X_train, X_test, y_train, y_test = train_test_split(X, y, test_size=0.25, random_state=42)
X is your input features, y is the target labels.
test_size sets the fraction of data for testing (e.g., 0.25 means 25%).
Examples
Splits data so 20% is for testing and 80% for training.
ML Python
X_train, X_test, y_train, y_test = train_test_split(X, y, test_size=0.2)
Splits data with 30% test size and sets random_state for reproducible splits.
ML Python
X_train, X_test, y_train, y_test = train_test_split(X, y, test_size=0.3, random_state=0)
Splits data into half without shuffling the data before splitting.
ML Python
X_train, X_test, y_train, y_test = train_test_split(X, y, test_size=0.5, shuffle=False)
Sample Program
This program loads iris flower data, splits it into training and testing parts, trains a decision tree, and shows how well it predicts unseen data.
ML Python
from sklearn.datasets import load_iris
from sklearn.model_selection import train_test_split
from sklearn.tree import DecisionTreeClassifier
from sklearn.metrics import accuracy_score

# Load example data
iris = load_iris()
X, y = iris.data, iris.target

# Split data: 30% test, 70% train
X_train, X_test, y_train, y_test = train_test_split(X, y, test_size=0.3, random_state=1)

# Create and train model
model = DecisionTreeClassifier(random_state=1)
model.fit(X_train, y_train)

# Predict on test data
predictions = model.predict(X_test)

# Calculate accuracy
accuracy = accuracy_score(y_test, predictions)

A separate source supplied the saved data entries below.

//! Tournament engine: bracket creation, round advancement and completion.
//!
//! Every mutation runs in a single transaction, so a tournament either has
//! all of a round's matches or none of them.

use std::collections::HashSet;

use chrono::Utc;
use sqlx::{SqliteConnection, SqlitePool};

use crate::{
    chain::{ChainRecorder, TournamentRecord},
    db::{
        begin_write,
        match_repo::{self, MatchFilter},
        models::{MatchView, TournamentRow, TournamentView},
    },
    error::{conflict_on_unique, AppError, AppResult},
    game::{
        bracket::{generate_matchups, Bracket},
        types::{MatchId, MatchStatus, MatchType, PlayerId, TournamentId, TournamentStatus, UserId},
    },
};

const TOURNAMENT_COLUMNS: &str = "id, user_id, name, status, current_round, winner_id, created_at";

/// Outcome of a successful [`advance_tournament`] call.
#[derive(Debug, Clone)]
pub enum Advancement {
    /// A new round was seeded.
    Advanced { round: i64, matches: Vec<MatchView> },
    /// One player was left; the tournament is over.
    Finished { round: i64, winner_id: PlayerId },
}

pub async fn create_tournament(
    db: &SqlitePool,
    owner: UserId,
    name: &str,
    player_ids: &[PlayerId],
) -> AppResult<TournamentView> {
    let name = name.trim();
    if name.is_empty() {
        return Err(AppError::validation("tournament name is required"));
    }
    if player_ids.len() < 2 {
        return Err(AppError::validation(
            "a tournament needs at least 2 players",
        ));
    }
    let mut seen = HashSet::with_capacity(player_ids.len());
    if let Some(dup) = player_ids.iter().find(|id| !seen.insert(**id)) {
        return Err(AppError::validation(format!("player {dup} listed twice")));
    }

    let mut tx = begin_write(db).await?;

    for id in player_ids {
        let exists: bool = sqlx::query_scalar("SELECT EXISTS(SELECT 1 FROM players WHERE id = $1)")
            .bind(id)
            .fetch_one(&mut *tx)
            .await?;
        if !exists {
            return Err(AppError::validation(format!("Invalid player id: {id}")));
        }
    }

    let taken: bool = sqlx::query_scalar("SELECT EXISTS(SELECT 1 FROM tournaments WHERE name = $1)")
        .bind(name)
        .fetch_one(&mut *tx)
        .await?;
    if taken {
        return Err(AppError::conflict(format!(
            "tournament name '{name}' already taken"
        )));
    }

    let tournament_id: TournamentId = sqlx::query_scalar(
        "INSERT INTO tournaments (user_id, name, created_at) VALUES ($1, $2, $3) RETURNING id",
    )
    .bind(owner)
    .bind(name)
    .bind(Utc::now())
    .fetch_one(&mut *tx)
    .await
    .map_err(|e| conflict_on_unique(e, "tournament name already taken"))?;

    let bracket = generate_matchups(player_ids, &mut rand::rng());
    seed_round(&mut tx, owner, tournament_id, 0, &bracket).await?;

    tx.commit().await?;
    log::info!(
        "user {owner} created tournament {tournament_id} '{name}' with {} players ({} byes)",
        player_ids.len(),
        bracket.byes.len()
    );

    get_tournament(db, tournament_id).await
}

/// Close the current round and seed the next one from its winners, or
/// crown the champion when a single winner remains.
///
/// The first statement claims the round bump on the tournament row, so two
/// concurrent calls cannot both advance the same round: the loser of the
/// race sees the freshly seeded (unplayed) round and fails.
pub async fn advance_tournament(
    db: &SqlitePool,
    recorder: &ChainRecorder,
    tournament_id: TournamentId,
    requester: UserId,
) -> AppResult<Advancement> {
    let mut tx = begin_write(db).await?;

    let claimed: Option<i64> = sqlx::query_scalar(
        "UPDATE tournaments SET current_round = current_round + 1
          WHERE id = $1 AND user_id = $2 AND status = 'pending'
      RETURNING current_round",
    )
    .bind(tournament_id)
    .bind(requester)
    .fetch_optional(&mut *tx)
    .await?;

    let next_round = match claimed {
        Some(round) => round,
        None => {
            let row: Option<(TournamentStatus, Option<PlayerId>)> = sqlx::query_as(
                "SELECT status, winner_id FROM tournaments WHERE id = $1 AND user_id = $2",
            )
            .bind(tournament_id)
            .bind(requester)
            .fetch_optional(&mut *tx)
            .await?;
            return Err(match row {
                Some((TournamentStatus::Finished, winner_id)) => {
                    AppError::AlreadyFinished { winner_id }
                }
                _ => AppError::not_found("tournament not found or unauthorized"),
            });
        }
    };
    let round = next_round - 1;

    let results: Vec<(MatchId, Option<PlayerId>)> = sqlx::query_as(
        "SELECT m.id, w.player_id
           FROM matches m
           LEFT JOIN match_winners w ON w.match_id = m.id
          WHERE m.tournament_id = $1 AND m.round = $2
          ORDER BY m.id",
    )
    .bind(tournament_id)
    .bind(round)
    .fetch_all(&mut *tx)
    .await?;

    if results.is_empty() {
        return Err(AppError::not_found(format!(
            "no matches found for round {round}"
        )));
    }

    let winners = results
        .iter()
        .map(|(match_id, winner)| {
            winner.ok_or_else(|| {
                AppError::not_found(format!("match {match_id} has not been played yet"))
            })
        })
        .collect::<AppResult<Vec<PlayerId>>>()?;

    let bracket = generate_matchups(&winners, &mut rand::rng());

    if let Some(champion) = bracket.champion() {
        sqlx::query("UPDATE tournaments SET status = 'finished', winner_id = $1 WHERE id = $2")
            .bind(champion)
            .bind(tournament_id)
            .execute(&mut *tx)
            .await?;

        let record = tournament_record(&mut tx, tournament_id, champion).await?;
        tx.commit().await?;

        log::info!("tournament {tournament_id} finished, champion player {champion}");
        recorder.spawn_record(record);

        return Ok(Advancement::Finished {
            round: next_round,
            winner_id: champion,
        });
    }

    seed_round(&mut tx, requester, tournament_id, next_round, &bracket).await?;
    tx.commit().await?;
    log::info!(
        "tournament {tournament_id} advanced to round {next_round} ({} matches, {} byes)",
        bracket.matchups.len(),
        bracket.byes.len()
    );

    let mut conn = db.acquire().await?;
    let matches = match_repo::fetch_match_views(
        &mut conn,
        &MatchFilter {
            tournament_id: Some(tournament_id),
            round: Some(next_round),
            ..Default::default()
        },
        false,
    )
    .await?;

    Ok(Advancement::Advanced {
        round: next_round,
        matches,
    })
}

/// Delete a tournament with all of its matches.
pub async fn delete_tournament(
    db: &SqlitePool,
    tournament_id: TournamentId,
    requester: UserId,
) -> AppResult<()> {
    let rows = sqlx::query("DELETE FROM tournaments WHERE id = $1 AND user_id = $2")
        .bind(tournament_id)
        .bind(requester)
        .execute(db)
        .await?
        .rows_affected();

    if rows == 0 {
        return Err(AppError::not_found("tournament not found or unauthorized"));
    }
    log::info!("tournament {tournament_id} deleted by user {requester}");
    Ok(())
}

pub async fn get_tournament(db: &SqlitePool, tournament_id: TournamentId) -> AppResult<TournamentView> {
    let mut conn = db.acquire().await?;
    let row = sqlx::query_as::<_, TournamentRow>(&format!(
        "SELECT {TOURNAMENT_COLUMNS} FROM tournaments WHERE id = $1"
    ))
    .bind(tournament_id)
    .fetch_optional(&mut *conn)
    .await?
    .ok_or_else(|| AppError::not_found(format!("tournament {tournament_id} not found")))?;

    attach_matches(&mut conn, row).await
}

/// All tournaments, newest first; optionally only one user's.
pub async fn list_tournaments(db: &SqlitePool, owner: Option<UserId>) -> AppResult<Vec<TournamentView>> {
    let mut conn = db.acquire().await?;
    let rows = sqlx::query_as::<_, TournamentRow>(&format!(
        "SELECT {TOURNAMENT_COLUMNS} FROM tournaments
          WHERE ($1 IS NULL OR user_id = $1)
          ORDER BY id DESC"
    ))
    .bind(owner)
    .fetch_all(&mut *conn)
    .await?;

    let mut out = Vec::with_capacity(rows.len());
    for row in rows {
        out.push(attach_matches(&mut conn, row).await?);
    }
    Ok(out)
}

async fn attach_matches(conn: &mut SqliteConnection, row: TournamentRow) -> AppResult<TournamentView> {
    let matches = match_repo::fetch_match_views(
        conn,
        &MatchFilter {
            tournament_id: Some(row.id),
            ..Default::default()
        },
        false,
    )
    .await?;

    Ok(TournamentView {
        id: row.id,
        user_id: row.user_id,
        name: row.name,
        status: row.status,
        current_round: row.current_round,
        winner_id: row.winner_id,
        created_at: row.created_at,
        matches,
    })
}

/// Insert one round's matches: a two-player match per matchup, and a
/// single-player match with its winner already recorded per bye. Byes do
/// not touch win/loss counters.
async fn seed_round(
    conn: &mut SqliteConnection,
    owner: UserId,
    tournament_id: TournamentId,
    round: i64,
    bracket: &Bracket,
) -> AppResult<()> {
    for matchup in &bracket.matchups {
        let match_id = match_repo::insert_match(
            conn,
            owner,
            MatchType::Tournament,
            MatchStatus::Pending,
            Some(tournament_id),
            Some(round),
        )
        .await?;
        match_repo::insert_participant(conn, match_id, matchup.home).await?;
        if let Some(away) = matchup.away {
            match_repo::insert_participant(conn, match_id, away).await?;
        }
    }

    for &player in &bracket.byes {
        let match_id = match_repo::insert_match(
            conn,
            owner,
            MatchType::Tournament,
            MatchStatus::Finished,
            Some(tournament_id),
            Some(round),
        )
        .await?;
        match_repo::insert_participant(conn, match_id, player).await?;
        match_repo::insert_winner(conn, match_id, player).await?;
    }
    Ok(())
}

async fn tournament_record(
    conn: &mut SqliteConnection,
    tournament_id: TournamentId,
    champion: PlayerId,
) -> AppResult<TournamentRecord> {
    let players: Vec<String> = sqlx::query_scalar(
        "SELECT DISTINCT p.display_name
           FROM match_players mp
           JOIN matches m ON m.id = mp.match_id
           JOIN players p ON p.id = mp.player_id
          WHERE m.tournament_id = $1
          ORDER BY p.display_name",
    )
    .bind(tournament_id)
    .fetch_all(&mut *conn)
    .await?;

    let winner: String = sqlx::query_scalar("SELECT display_name FROM players WHERE id = $1")
        .bind(champion)
        .fetch_one(&mut *conn)
        .await?;

    Ok(TournamentRecord {
        tournament_id,
        players,
        winner,
    })
}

print(f"Test set size: {len(X_test)} samples")
print(f"Accuracy on test set: {accuracy:.2f}")
OutputSuccess
Important Notes
Always set random_state to get the same split every time you run the code.
Shuffling before splitting helps mix data well unless order matters.
Test size depends on how much data you have; common values are 0.2 or 0.3.
Summary
Train-test split helps check model performance on new data.
Use sklearn's train_test_split to easily split data.
Set test_size and random_state for control and reproducibility.